═══ RECORDS SUPPLIED ═══

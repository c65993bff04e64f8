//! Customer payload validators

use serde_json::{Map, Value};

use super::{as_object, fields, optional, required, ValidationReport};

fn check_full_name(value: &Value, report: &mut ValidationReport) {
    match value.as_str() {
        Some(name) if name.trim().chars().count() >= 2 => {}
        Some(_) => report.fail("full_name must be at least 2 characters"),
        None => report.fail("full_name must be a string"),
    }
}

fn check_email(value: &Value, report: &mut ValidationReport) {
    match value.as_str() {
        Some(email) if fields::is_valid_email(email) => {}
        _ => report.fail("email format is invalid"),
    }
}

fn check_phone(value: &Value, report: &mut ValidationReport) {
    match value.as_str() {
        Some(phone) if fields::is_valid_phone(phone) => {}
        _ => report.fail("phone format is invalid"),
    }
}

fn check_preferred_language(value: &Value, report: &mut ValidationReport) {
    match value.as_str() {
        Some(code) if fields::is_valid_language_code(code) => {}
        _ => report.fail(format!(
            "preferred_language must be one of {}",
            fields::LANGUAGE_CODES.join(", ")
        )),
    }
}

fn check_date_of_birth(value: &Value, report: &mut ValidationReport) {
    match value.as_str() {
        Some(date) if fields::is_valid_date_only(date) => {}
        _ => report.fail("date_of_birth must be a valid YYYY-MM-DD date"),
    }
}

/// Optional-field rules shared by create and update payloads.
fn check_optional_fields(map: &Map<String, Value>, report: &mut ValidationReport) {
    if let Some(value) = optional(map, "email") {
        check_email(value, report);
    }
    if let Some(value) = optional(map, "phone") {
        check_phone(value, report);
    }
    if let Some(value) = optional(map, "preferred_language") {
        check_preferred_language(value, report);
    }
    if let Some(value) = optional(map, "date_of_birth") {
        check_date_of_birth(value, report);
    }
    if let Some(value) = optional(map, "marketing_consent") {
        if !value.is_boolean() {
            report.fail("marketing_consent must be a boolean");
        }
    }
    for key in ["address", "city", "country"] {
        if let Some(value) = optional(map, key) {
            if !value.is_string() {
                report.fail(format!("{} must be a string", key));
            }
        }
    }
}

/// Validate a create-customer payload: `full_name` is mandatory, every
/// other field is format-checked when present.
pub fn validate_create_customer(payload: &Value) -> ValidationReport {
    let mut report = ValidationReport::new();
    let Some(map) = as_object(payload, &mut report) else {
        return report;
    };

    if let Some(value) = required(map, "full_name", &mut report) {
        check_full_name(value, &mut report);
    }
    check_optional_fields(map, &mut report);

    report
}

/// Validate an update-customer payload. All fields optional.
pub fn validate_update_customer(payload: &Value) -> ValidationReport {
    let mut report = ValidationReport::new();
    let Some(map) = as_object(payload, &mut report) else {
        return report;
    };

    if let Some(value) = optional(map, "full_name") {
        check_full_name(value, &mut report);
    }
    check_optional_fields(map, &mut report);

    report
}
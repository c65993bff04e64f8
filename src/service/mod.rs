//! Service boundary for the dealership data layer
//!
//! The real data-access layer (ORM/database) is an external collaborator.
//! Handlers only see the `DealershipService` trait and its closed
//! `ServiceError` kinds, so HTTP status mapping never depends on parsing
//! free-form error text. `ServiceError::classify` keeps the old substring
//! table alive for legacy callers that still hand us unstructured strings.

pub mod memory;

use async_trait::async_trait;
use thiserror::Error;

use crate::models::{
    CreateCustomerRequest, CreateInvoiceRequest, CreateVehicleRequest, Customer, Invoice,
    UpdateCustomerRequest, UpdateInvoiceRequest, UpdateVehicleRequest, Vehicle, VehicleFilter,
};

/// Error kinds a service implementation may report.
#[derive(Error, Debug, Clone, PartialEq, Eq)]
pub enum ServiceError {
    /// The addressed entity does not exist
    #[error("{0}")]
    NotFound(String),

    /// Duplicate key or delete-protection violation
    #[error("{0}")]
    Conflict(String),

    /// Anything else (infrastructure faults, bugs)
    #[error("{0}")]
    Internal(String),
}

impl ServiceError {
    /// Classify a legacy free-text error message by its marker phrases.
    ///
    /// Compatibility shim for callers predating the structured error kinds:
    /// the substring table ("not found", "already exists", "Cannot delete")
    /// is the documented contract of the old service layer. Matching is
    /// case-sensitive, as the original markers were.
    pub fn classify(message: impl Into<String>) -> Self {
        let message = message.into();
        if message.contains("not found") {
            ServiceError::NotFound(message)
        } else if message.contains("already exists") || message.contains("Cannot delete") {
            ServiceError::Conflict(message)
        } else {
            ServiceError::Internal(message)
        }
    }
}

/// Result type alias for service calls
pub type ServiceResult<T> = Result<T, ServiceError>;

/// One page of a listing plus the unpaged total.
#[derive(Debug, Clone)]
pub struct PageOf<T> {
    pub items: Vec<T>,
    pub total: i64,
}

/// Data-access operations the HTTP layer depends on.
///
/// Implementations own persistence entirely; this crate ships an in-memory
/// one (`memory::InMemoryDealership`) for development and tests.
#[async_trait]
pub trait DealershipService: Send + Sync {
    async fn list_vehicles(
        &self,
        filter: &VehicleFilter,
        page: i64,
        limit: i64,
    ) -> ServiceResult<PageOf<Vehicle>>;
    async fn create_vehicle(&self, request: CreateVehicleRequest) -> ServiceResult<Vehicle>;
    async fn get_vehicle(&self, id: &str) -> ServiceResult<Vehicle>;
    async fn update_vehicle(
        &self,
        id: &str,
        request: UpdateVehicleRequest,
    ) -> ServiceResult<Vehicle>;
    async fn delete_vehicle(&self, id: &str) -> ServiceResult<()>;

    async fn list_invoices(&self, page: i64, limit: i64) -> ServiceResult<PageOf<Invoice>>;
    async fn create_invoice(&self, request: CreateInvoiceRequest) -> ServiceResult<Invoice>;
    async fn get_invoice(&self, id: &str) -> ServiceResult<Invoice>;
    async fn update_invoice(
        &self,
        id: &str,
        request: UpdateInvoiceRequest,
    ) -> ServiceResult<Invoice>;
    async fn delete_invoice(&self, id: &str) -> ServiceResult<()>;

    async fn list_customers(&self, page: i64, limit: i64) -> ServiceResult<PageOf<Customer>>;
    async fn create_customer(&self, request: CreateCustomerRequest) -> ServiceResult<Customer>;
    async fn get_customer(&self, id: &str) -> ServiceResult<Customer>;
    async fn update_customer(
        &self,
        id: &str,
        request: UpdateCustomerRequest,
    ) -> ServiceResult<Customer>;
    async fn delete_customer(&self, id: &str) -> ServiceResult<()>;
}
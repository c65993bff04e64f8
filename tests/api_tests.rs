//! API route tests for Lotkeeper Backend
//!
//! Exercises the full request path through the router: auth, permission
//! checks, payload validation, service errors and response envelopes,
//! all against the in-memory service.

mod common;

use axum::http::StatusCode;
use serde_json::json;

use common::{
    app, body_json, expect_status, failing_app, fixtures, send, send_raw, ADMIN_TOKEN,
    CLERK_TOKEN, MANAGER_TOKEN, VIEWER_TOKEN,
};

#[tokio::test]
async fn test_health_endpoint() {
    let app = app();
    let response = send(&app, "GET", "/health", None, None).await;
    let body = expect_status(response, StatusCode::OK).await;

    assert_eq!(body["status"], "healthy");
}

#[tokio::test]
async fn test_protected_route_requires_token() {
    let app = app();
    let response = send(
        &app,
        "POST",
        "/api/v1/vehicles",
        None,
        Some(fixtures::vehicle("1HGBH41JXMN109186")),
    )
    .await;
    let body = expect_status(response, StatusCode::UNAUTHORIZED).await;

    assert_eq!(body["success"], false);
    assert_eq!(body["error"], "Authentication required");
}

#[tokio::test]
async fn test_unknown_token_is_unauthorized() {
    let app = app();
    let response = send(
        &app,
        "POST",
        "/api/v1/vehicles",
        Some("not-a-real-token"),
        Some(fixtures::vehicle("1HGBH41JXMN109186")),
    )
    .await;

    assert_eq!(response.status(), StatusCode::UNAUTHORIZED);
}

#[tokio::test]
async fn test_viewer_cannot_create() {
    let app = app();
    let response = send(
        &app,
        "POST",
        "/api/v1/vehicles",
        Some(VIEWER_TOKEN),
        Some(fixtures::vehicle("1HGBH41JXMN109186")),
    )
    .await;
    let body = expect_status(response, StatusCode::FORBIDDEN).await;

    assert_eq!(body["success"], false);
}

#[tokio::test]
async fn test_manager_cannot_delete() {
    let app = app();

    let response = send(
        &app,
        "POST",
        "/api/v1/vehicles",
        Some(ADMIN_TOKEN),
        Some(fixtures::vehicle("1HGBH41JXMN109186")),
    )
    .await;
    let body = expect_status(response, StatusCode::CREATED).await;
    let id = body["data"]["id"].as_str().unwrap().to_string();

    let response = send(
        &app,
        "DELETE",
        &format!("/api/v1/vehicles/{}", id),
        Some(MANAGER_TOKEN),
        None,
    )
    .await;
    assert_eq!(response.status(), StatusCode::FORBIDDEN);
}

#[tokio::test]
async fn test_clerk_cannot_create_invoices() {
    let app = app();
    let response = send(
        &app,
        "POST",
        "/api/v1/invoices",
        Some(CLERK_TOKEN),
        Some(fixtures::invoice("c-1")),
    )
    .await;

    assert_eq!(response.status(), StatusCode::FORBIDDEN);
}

═══

## ACTION ITEM
Every line with "layer" in it should be copied from the entries.

## RESPONSE TO THE EXERCISE
//! Service boundary for the dealership data layer
//! The real data-access layer (ORM/database) is an external collaborator.
    /// is the documented contract of the old service layer. Matching is
/// Data-access operations the HTTP layer depends on.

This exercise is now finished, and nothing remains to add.